The first month of President Biden’s tenure began with nearly two hits on the bow, signaling the continued strength of the Leviathan state. In his first days in office, the new president issued 37 Executive Orders (EOs), more than the Trump and Obama administrations combined over the same period. These and other early Biden initiatives give regulators a free hand and shake it off by reversing important constitutional and due process that has been put in place over the past four years to contain administrative power.

Rule by “instruction”

This trend is particularly noticeable in the Implementing Ordinance, with which two important, freedom-protecting implementation ordinances were revoked in October 2019: “Promotion of the rule of law through improved guidelines for authorities” and “Promotion of the rule of law through transparency and fairness in the enforcement of the Civil administration and jurisdiction. “These Trump-era EOs, as the name suggests, were developed to promote transparency and fairness in the work of federal regulators.

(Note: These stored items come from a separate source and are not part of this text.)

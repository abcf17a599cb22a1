//! Conversion progress event types
//!
//! Wire format is one JSON object per line:
//! - `{"type":"progress","stage":"Extracting","progress":5,"message":"..."}`
//! - `{"type":"complete","downloadUrl":"/downloads/converted-project-....zip"}`
//! - `{"type":"error","error":"..."}`

use serde::{Deserialize, Serialize};

/// Pipeline stage, in emission order
#[derive(Debug, Clone, Copy, PartialEq, Eq, PartialOrd, Ord, Hash, Serialize, Deserialize)]
pub enum ConversionStage {
    #[serde(rename = "Extracting")]
    Extracting,
    #[serde(rename = "Analyzing")]
    Analyzing,
    #[serde(rename = "Creating Structure")]
    CreatingStructure,
    #[serde(rename = "Converting HTML")]
    ConvertingHtml,
    #[serde(rename = "Processing Assets")]
    ProcessingAssets,
    #[serde(rename = "Setting up Auth Scaffold")]
    SettingUpAuthScaffold,
    #[serde(rename = "Finalizing")]
    Finalizing,
    #[serde(rename = "Packaging")]
    Packaging,
    #[serde(rename = "Complete")]
    Complete,
}

impl ConversionStage {
    /// All stages in order
    pub const ALL: [ConversionStage; 9] = [
        ConversionStage::Extracting,
        ConversionStage::Analyzing,
        ConversionStage::CreatingStructure,
        ConversionStage::ConvertingHtml,
        ConversionStage::ProcessingAssets,
        ConversionStage::SettingUpAuthScaffold,
        ConversionStage::Finalizing,
        ConversionStage::Packaging,
        ConversionStage::Complete,
    ];

    /// Percentage reported when the stage begins
    pub fn percent(self) -> u8 {
        match self {
            ConversionStage::Extracting => 5,
            ConversionStage::Analyzing => 10,
            ConversionStage::CreatingStructure => 20,
            ConversionStage::ConvertingHtml => 40,
            ConversionStage::ProcessingAssets => 60,
            ConversionStage::SettingUpAuthScaffold => 80,
            ConversionStage::Finalizing => 95,
            ConversionStage::Packaging => 98,
            ConversionStage::Complete => 100,
        }
    }

    /// Stage that follows this one (`None` for `Complete`)
    pub fn next(self) -> Option<ConversionStage> {
        let index = Self::ALL.iter().position(|s| *s == self)?;
        Self::ALL.get(index + 1).copied()
    }
}

/// Event streamed to the uploading client
#[derive(Debug, Clone, PartialEq, Eq, Serialize, Deserialize)]
#[serde(tag = "type", rename_all = "lowercase")]
pub enum ConversionEvent {
    Progress {
        stage: ConversionStage,
        /// 0-100, non-decreasing within one job
        progress: u8,
        message: String,
    },
    Complete {
        #[serde(rename = "downloadUrl")]
        download_url: String,
    },
    Error {
        error: String,
    },
}

impl ConversionEvent {
    /// `complete` and `error` end the stream
    pub fn is_terminal(&self) -> bool {
        !matches!(self, ConversionEvent::Progress { .. })
    }
}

Because they deal with processes – how all agencies must adapt their exercise of power to the rule of law – and not with substantive regulations, they fell largely under the radar when issued and have now been tacitly incinerated by revocation. The first, now revoked, order required all agencies to publish guidelines that they wanted to enforce online in searchable form, by signed by a politically accountable agency official, forcing the agency to “own” the regulation and throwing any remaining unpublished guidance into a regulatory dust heap.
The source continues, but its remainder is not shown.